La Generalitat impulsa la implantación del modelo 4.0 en la industria cerámica
Así lo explicó en la reunión que mantuvo con miembros de la Asociación Española de Fabricantes de Maquinaria y Bienes de Equipo para la Industria Cerámica (ASEBEC), a la que ha asistido también el conseller de Economía Sostenible, Sectores Productivos, Comercio y Trabajo, Rafa Climent.
El objetivo del proyecto es la optimización de esta industria, que cuantifica el ahorro en 90 millones de euros, lo que mejoraría la rentabilidad y posibilidades de competencia de las empresas de un sector que, según explicó Puig, es fundamental para “garantizar un proyecto de vida” a un amplio número de personas en la provincia de Castellón.

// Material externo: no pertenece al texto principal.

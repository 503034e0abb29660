use crate::rail::{LaunchSignal, RailState, Selection};

/// Logical inputs from a keyboard or remote
#[derive(Debug, Clone, Copy, PartialEq, Eq)]
pub enum Action {
    AdvancePositive,
    AdvanceNegative,
    Confirm,
    Cancel,
    MenuToggle,
}

/// Things a pointer can activate
#[derive(Debug, Clone, Copy, PartialEq, Eq)]
pub enum PointerTarget {
    Item(usize),
    CloseControl,
    Backdrop,
}

/// Result of routing one input.
/// A handled input suppresses platform default handling and triggers a re-render.
#[derive(Debug, Clone, Default, PartialEq, Eq)]
pub struct Dispatch {
    pub handled: bool,
    pub launch: Option<LaunchSignal>,
}

impl Dispatch {
    fn ignored() -> Self {
        Self::default()
    }

    fn handled() -> Self {
        Self {
            handled: true,
            launch: None,
        }
    }

    fn from_selection(selection: Selection) -> Self {
        match selection {
            Selection::Launch(signal) => Self {
                handled: true,
                launch: Some(signal),
            },
            Selection::OpenedPanel => Self::handled(),
            Selection::Ignored => Self::ignored(),
        }
    }
}

/// Maps an action onto the rail, branching on whether the panel is open.
///
/// The close control is the only focusable control in the panel, so a
/// confirm while the panel is open always lands on it.
pub fn route(state: &mut RailState, action: Action) -> Dispatch {
    if state.panel_open() {
        return match action {
            Action::Cancel | Action::Confirm => {
                state.close_panel();
                Dispatch::handled()
            }
            Action::AdvancePositive | Action::AdvanceNegative | Action::MenuToggle => {
                Dispatch::ignored()
            }
        };
    }

    match action {
        Action::MenuToggle => {
            state.open_panel();
            Dispatch::handled()
        }
        Action::Cancel => Dispatch::ignored(),
        Action::AdvancePositive | Action::AdvanceNegative | Action::Confirm
            if state.is_empty() =>
        {
            Dispatch::ignored()
        }
        Action::AdvancePositive => {
            state.move_right();
            Dispatch::handled()
        }
        Action::AdvanceNegative => {
            state.move_left();
            Dispatch::handled()
        }
        Action::Confirm => Dispatch::from_selection(state.select()),
    }
}

/// Pointer activations: an item click focuses then selects it,
/// the close control and the backdrop close the panel.
pub fn route_pointer(state: &mut RailState, target: PointerTarget) -> Dispatch {
    match (state.panel_open(), target) {
        (true, PointerTarget::CloseControl | PointerTarget::Backdrop) => {
            state.close_panel();
            Dispatch::handled()
        }
        (false, PointerTarget::Item(index)) => {
            if state.focus_on(index) {
                let mut dispatch = Dispatch::from_selection(state.select());
                dispatch.handled = true;
                dispatch
            } else {
                Dispatch::ignored()
            }
        }
        (true, PointerTarget::Item(_))
        | (false, PointerTarget::CloseControl | PointerTarget::Backdrop) => Dispatch::ignored(),
    }
}

#[cfg(test)]
mod tests {
    use super::*;
    use crate::layout::{LaunchItem, LoadedLayout};

    fn rail() -> RailState {
        RailState::new(LoadedLayout::builtin().items, 0)
    }

    #[test]
    fn test_browsing_navigation() {
        let mut state = rail();
        assert!(route(&mut state, Action::AdvancePositive).handled);
        assert_eq!(state.focus_index(), Some(1));
        assert!(route(&mut state, Action::AdvanceNegative).handled);
        assert!(route(&mut state, Action::AdvanceNegative).handled);
        assert_eq!(state.focus_index(), Some(5));
    }

    #[test]
    fn test_confirm_launches_focused_item() {
        let mut state = rail();
        let dispatch = route(&mut state, Action::Confirm);
        assert!(dispatch.handled);
        assert_eq!(
            dispatch.launch,
            Some(LaunchSignal {
                item_id: "netflix".to_string()
            })
        );
    }

    #[test]
    fn test_confirm_on_settings_opens_panel() {
        let mut state = rail();
        route(&mut state, Action::AdvanceNegative);
        let dispatch = route(&mut state, Action::Confirm);
        assert!(dispatch.handled);
        assert!(dispatch.launch.is_none());
        assert!(state.panel_open());
        assert_eq!(state.focus_index(), Some(5));
    }

    #[test]
    fn test_menu_toggle_opens_panel() {
        let mut state = rail();
        assert!(route(&mut state, Action::MenuToggle).handled);
        assert!(state.panel_open());
    }

    #[test]
    fn test_cancel_ignored_while_browsing() {
        let mut state = rail();
        assert_eq!(route(&mut state, Action::Cancel), Dispatch::default());
        assert!(!state.panel_open());
    }

    #[test]
    fn test_panel_swallows_navigation() {
        let mut state = rail();
        route(&mut state, Action::MenuToggle);
        assert!(!route(&mut state, Action::AdvancePositive).handled);
        assert!(!route(&mut state, Action::AdvanceNegative).handled);
        assert!(!route(&mut state, Action::MenuToggle).handled);
        assert_eq!(state.focus_index(), Some(0));
        assert!(state.panel_open());
    }

    #[test]
    fn test_panel_closes_on_cancel_or_confirm() {
        let mut state = rail();
        route(&mut state, Action::MenuToggle);
        assert!(route(&mut state, Action::Cancel).handled);
        assert!(!state.panel_open());

        route(&mut state, Action::MenuToggle);
        let dispatch = route(&mut state, Action::Confirm);
        assert!(dispatch.handled);
        assert!(dispatch.launch.is_none());
        assert!(!state.panel_open());
    }

    #[test]
    fn test_empty_rail_only_handles_menu() {
        let mut state = RailState::new(Vec::new(), 0);
        assert!(!route(&mut state, Action::AdvancePositive).handled);
        assert!(!route(&mut state, Action::AdvanceNegative).handled);
        assert!(!route(&mut state, Action::Confirm).handled);
        assert!(route(&mut state, Action::MenuToggle).handled);
        assert!(state.panel_open());
    }

    #[test]
    fn test_pointer_item_focuses_then_selects() {
        let mut state = rail();
        let dispatch = route_pointer(&mut state, PointerTarget::Item(3));
        assert!(dispatch.handled);
        assert_eq!(state.focus_index(), Some(3));
        assert_eq!(
            dispatch.launch,
            Some(LaunchSignal {
                item_id: "disney".to_string()
            })
        );
    }

    #[test]
    fn test_pointer_out_of_range_item_is_ignored() {
        let mut state = rail();
        assert_eq!(route_pointer(&mut state, PointerTarget::Item(9)), Dispatch::default());
        assert_eq!(state.focus_index(), Some(0));
    }

    #[test]
    fn test_pointer_backdrop_and_close_control() {
        let mut state = rail();
        assert!(!route_pointer(&mut state, PointerTarget::Backdrop).handled);

        route(&mut state, Action::MenuToggle);
        assert!(!route_pointer(&mut state, PointerTarget::Item(2)).handled);
        assert_eq!(state.focus_index(), Some(0));
        assert!(route_pointer(&mut state, PointerTarget::Backdrop).handled);
        assert!(!state.panel_open());

        route(&mut state, Action::MenuToggle);
        assert!(route_pointer(&mut state, PointerTarget::CloseControl).handled);
        assert!(!state.panel_open());
    }

    #[test]
    fn test_pointer_settings_item_opens_panel() {
        let mut state = RailState::new(
            vec![
                LaunchItem::new("hulu", "Hulu", "h.svg"),
                LaunchItem::new("prefs", "Prefs", "p.svg").with_action("open-settings"),
            ],
            0,
        );
        let dispatch = route_pointer(&mut state, PointerTarget::Item(1));
        assert!(dispatch.handled);
        assert!(dispatch.launch.is_none());
        assert!(state.panel_open());
    }
}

El jefe del Ejecutivo valenciano explicó que se otorgará una subvención de 350.000 euros para este proyecto, encabezado por los fabricantes de maquinaria para la industria cerámica, a los que Puig quiso agradecer su “esfuerzo permanente por innovar y mejorar”. “Si el sector está vivo y con esta fortaleza es porque ha sido siempre capaz de modernizarse”, manifestó Puig, al tiempo que ha incidido en que “la superación de la crisis ha estado basada en la incorporación tecnológica y la capacidad de establecer sinergias entre el mundo de la universidad y los sectores empresariales” e instado a seguir este camino.
Mesa de diálogo
Durante el acto, el presidente valenciano destacó la creación de una mesa de diálogo, la “Mesa del Taulell”, y las acciones que la Generalitat está llevando a cabo para reforzar el clúster de la cerámica tanto desde Ivace como desde el Instituto Valenciano de Finanzas y los programas ejecutados por la conselleria de Vivienda, Obras Públicas y Vertebración del Territorio. “Estamos intentando tener una visión global del sector cerámico y también viendo cómo se puede constituir una línea de actuación permanente entre la Administración y el conjunto de la industria”, remarcó Puig, quien animó a seguir trabajando en otras cuestiones como la formación y la internacionalización para mejorar el posicionamiento de las empresas.
El clúster cerámico se marca un plazo de 2 años para definir la aplicación del modelo de industria 4.0 a través de una guía de trabajo que sirva de referencia al conjunto del sector y que, además, pueda ser exportable para otras industrias valencianas. La base de este manual se encuentra en la digitalización de las líneas de fabricación, lo que permite conocer en tiempo real los costes de fabricación, controlar la calidad de materias primas y mejorar los proceso energéticos y de logística.
El proyecto se puso en marcha desde el ámbito de los fabricantes de maquinaria con la colaboración de los fabricantes de cerámica, los de fritas, esmaltes y colorantes, y los de polvo atomizado, así como el Instituto de Tecnología Cerámica y la conselleria de Economía Sostenible, Sectores Productivos, Comercio y Trabajo.